▶ **WHAT IS REQUIRED**
Only the lines from the top of the data through the line with "is neither a" should be repeated, each exactly as written.

▶ **GIVEN DATA**
impl ProductReader {
    /// Open a product and locate its 10 m B02/B03/B04 rasters.
    ///
    /// Zip archives are opened in place; only the three band files and the
    /// product metadata XML are extracted, into a temporary directory that
    /// lives as long as the reader.
    pub fn open<P: AsRef<Path>>(source: P) -> Result<Self, ProductError> {
        let source = source.as_ref().to_path_buf();
        info!("Opening product: {:?}", source);

        let (mut metadata, band_paths, extracted) = if source.is_dir() {
            Self::open_directory(&source)?
        } else if is_zip(&source) {
            Self::open_archive(&source)?
        } else {
            return Err(ProductError::UnsupportedProduct(format!(
                "{:?} is neither a .SAFE directory nor a zip archive",
                source
            )));
        };

        if band_paths.is_empty() {
            return Err(ProductError::UnsupportedProduct(format!(
                "no 10 m B02/B03/B04 rasters found in {:?}",
                source
            )));
        }
        for band in SpectralBand::ALL {
            if !band_paths.iter().any(|(found, _)| *found == band) {
                return Err(ProductError::MissingBand { band });
            }
        }
        metadata.bands = band_paths.iter().map(|(band, _)| band.to_string()).collect();

        Ok(ProductReader {
            source,
            metadata,
            band_paths,
            _extracted: extracted,
        })
    }

    /// Open a product, downgrading an unsupported layout to a warning.
    /// This is useful for batch processing where you want to continue with
    /// the remaining products.
    pub fn open_with_warnings<P: AsRef<Path>>(source: P) -> Result<Option<Self>, ProductError> {
        let source = source.as_ref();
        match Self::open(source) {
            Ok(reader) => Ok(Some(reader)),
            Err(ProductError::UnsupportedProduct(reason)) => {
                warn!("Skipping {:?}: {}", source, reason);
                Ok(None)
            }
            Err(e) => Err(e),
        }
    }

    /// Read one band as a full-resolution u16 array, updating the raster
    /// dimensions and georeferencing in the product metadata.
    pub fn read_band(&mut self, band: SpectralBand) -> Result<Array2<u16>, ProductError> {
        let path = self
            .band_paths
            .iter()
            .find(|(found, _)| *found == band)
            .map(|(_, path)| path.clone())
            .ok_or(ProductError::MissingBand { band })?;

        info!("Reading {} ({} channel) from {:?}", band, band.color_name(), path);
        let reader = GdalBandReader::open(&path)?;
        let data = reader.read_band(1)?;

        self.metadata.lines = data.nrows();
        self.metadata.samples = data.ncols();
        if self.metadata.geotransform.is_none() {
            self.metadata.geotransform = Some(reader.metadata.geotransform);
        }
        if self.metadata.crs.is_none() && !reader.metadata.projection.is_empty() {
            self.metadata.crs = Some(reader.metadata.projection.clone());
        }

        Ok(data)
    }

    /// Access parsed metadata
    pub fn metadata(&self) -> &TileMetadata {
        &self.metadata
    }

    fn open_directory(
        base: &Path,
    ) -> Result<(TileMetadata, Vec<(SpectralBand, PathBuf)>, Option<TempDir>), ProductError> {
        let mtd_path = base.join("MTD_MSIL2A.xml");
        let metadata = Self::read_tile_metadata(base, Some(&mtd_path))?;

        let mut candidates = Vec::new();
        let granule = base.join("GRANULE");
        if granule.is_dir() {
            for entry in fs::read_dir(&granule)? {
                let r10m = entry?.path().join("IMG_DATA").join("R10m");
                if !r10m.is_dir() {
                    continue;
                }
                for file in fs::read_dir(&r10m)? {
                    candidates.push(file?.path());
                }
            }
        }

        let mut band_paths = Vec::new();
        for band in SpectralBand::ALL {
            let hit = candidates.iter().find(|path| {
                path.file_name()
                    .and_then(|name| name.to_str())
                    .map(|name| name.ends_with(band.file_suffix()))
                    .unwrap_or(false)
            });
            if let Some(path) = hit {
                info!("Found {} file: {:?}", band, path);
                band_paths.push((band, path.clone()));
            }
        }

        Ok((metadata, band_paths, None))
    }

    fn open_archive(
        source: &Path,
    ) -> Result<(TileMetadata, Vec<(SpectralBand, PathBuf)>, Option<TempDir>), ProductError> {
        let file = File::open(source)?;
        let mut archive = ZipArchive::new(file)?;
        let names: Vec<String> = archive.file_names().map(str::to_string).collect();

        let dest = tempfile::tempdir()?;

        let mut band_paths = Vec::new();
        for band in SpectralBand::ALL {
            if let Some(name) = names.iter().find(|name| is_band_entry(name.as_str(), band)) {
                info!("Found {} entry: {}", band, name);
                let extracted = Self::extract_entry(&mut archive, name, dest.path())?;
                band_paths.push((band, extracted));
            }
        }

        let mtd_entry = names.iter().find(|name| name.ends_with("MTD_MSIL2A.xml"));
        let metadata = match mtd_entry {
            Some(name) => {
                let mtd_path = Self::extract_entry(&mut archive, name, dest.path())?;
                Self::read_tile_metadata(source, Some(&mtd_path))?
            }
            None => Self::read_tile_metadata(source, None)?,
        };

        Ok((metadata, band_paths, Some(dest)))
    }

    /// Extract one archive member into `dest_dir`, flattening its path.
    fn extract_entry(
        archive: &mut ZipArchive<File>,
        name: &str,
        dest_dir: &Path,
    ) -> Result<PathBuf, ProductError> {
        let mut entry = archive.by_name(name)?;
        let file_name = Path::new(name)
            .file_name()
            .map(|n| n.to_string_lossy().into_owned())
            .ok_or_else(|| ProductError::Parse(format!("zip entry has no file name: {}", name)))?;
        let dest = dest_dir.join(file_name);
        let mut out = File::create(&dest)?;
        io::copy(&mut entry, &mut out)?;
        Ok(dest)
    }

    fn read_tile_metadata(
        source: &Path,
        mtd_path: Option<&Path>,
    ) -> Result<TileMetadata, ProductError> {
        let meta = TileMetadata::new(product_name_from_source(source));
        match mtd_path {
            Some(path) if path.is_file() => Self::parse_tile_metadata(path, meta),
            _ => {
                warn!(
                    "No MTD_MSIL2A.xml found in {:?}; product metadata will be minimal",
                    source
                );
                Ok(meta)
            }
        }
    }

    fn parse_tile_metadata(path: &Path, mut meta: TileMetadata) -> Result<TileMetadata, ProductError> {
        let mut reader = Reader::from_file(path)?;
        reader.trim_text(true);
        let mut buf = Vec::new();
        let mut curr = String::new();
        let mut in_datatake = false;

        loop {
            match reader.read_event_into(&mut buf)? {
                Event::Start(ref e) => {
                    let tag = String::from_utf8_lossy(e.name().as_ref()).to_string();
                    curr = tag.clone();
                    if tag == "Datatake" {
                        in_datatake = true;
                    }
                }
                Event::End(ref e) => {
                    let tag = String::from_utf8_lossy(e.name().as_ref()).to_string();
                    if tag == "Datatake" {
                        in_datatake = false;
                    }
                }
                Event::Text(e) => {
                    let txt = e.unescape()?;
                    match curr.as_str() {
                        "PRODUCT_URI" => {
                            let uri = txt.to_string();
                            meta.product_name =
                                uri.strip_suffix(".SAFE").unwrap_or(&uri).to_string();
                        }
                        "PRODUCT_START_TIME" => meta.sensing_start = txt.to_string(),
                        "PRODUCT_STOP_TIME" => meta.sensing_stop = txt.to_string(),
                        "PRODUCT_TYPE" => meta.product_type = txt.to_string(),
                        "PROCESSING_LEVEL" => meta.processing_level = txt.to_string(),
                        "GENERATION_TIME" => meta.generation_time = Some(txt.to_string()),
                        "SPACECRAFT_NAME" if in_datatake => meta.platform = txt.to_string(),
                        "SENSING_ORBIT_NUMBER" if in_datatake => {
                            meta.orbit_number = txt.parse().unwrap_or(0)
                        }
                        "SENSING_ORBIT_DIRECTION" if in_datatake => {
                            meta.orbit_direction = Some(txt.to_string())
                        }
                        "Cloud_Coverage_Assessment" => meta.cloud_cover = txt.parse().ok(),
                        _ => {}
                    }
                }
                Event::Eof => break,
                _ => {}
            }
            buf.clear();
        }

        Ok(meta)
    }
}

▶ **SOLUTION TO THIS TASK**
impl ProductReader {
    /// Open a product and locate its 10 m B02/B03/B04 rasters.
    ///
    /// Zip archives are opened in place; only the three band files and the
    /// product metadata XML are extracted, into a temporary directory that
    /// lives as long as the reader.
    pub fn open<P: AsRef<Path>>(source: P) -> Result<Self, ProductError> {
        let source = source.as_ref().to_path_buf();
        info!("Opening product: {:?}", source);

        let (mut metadata, band_paths, extracted) = if source.is_dir() {
            Self::open_directory(&source)?
        } else if is_zip(&source) {
            Self::open_archive(&source)?
        } else {
            return Err(ProductError::UnsupportedProduct(format!(
                "{:?} is neither a .SAFE directory nor a zip archive",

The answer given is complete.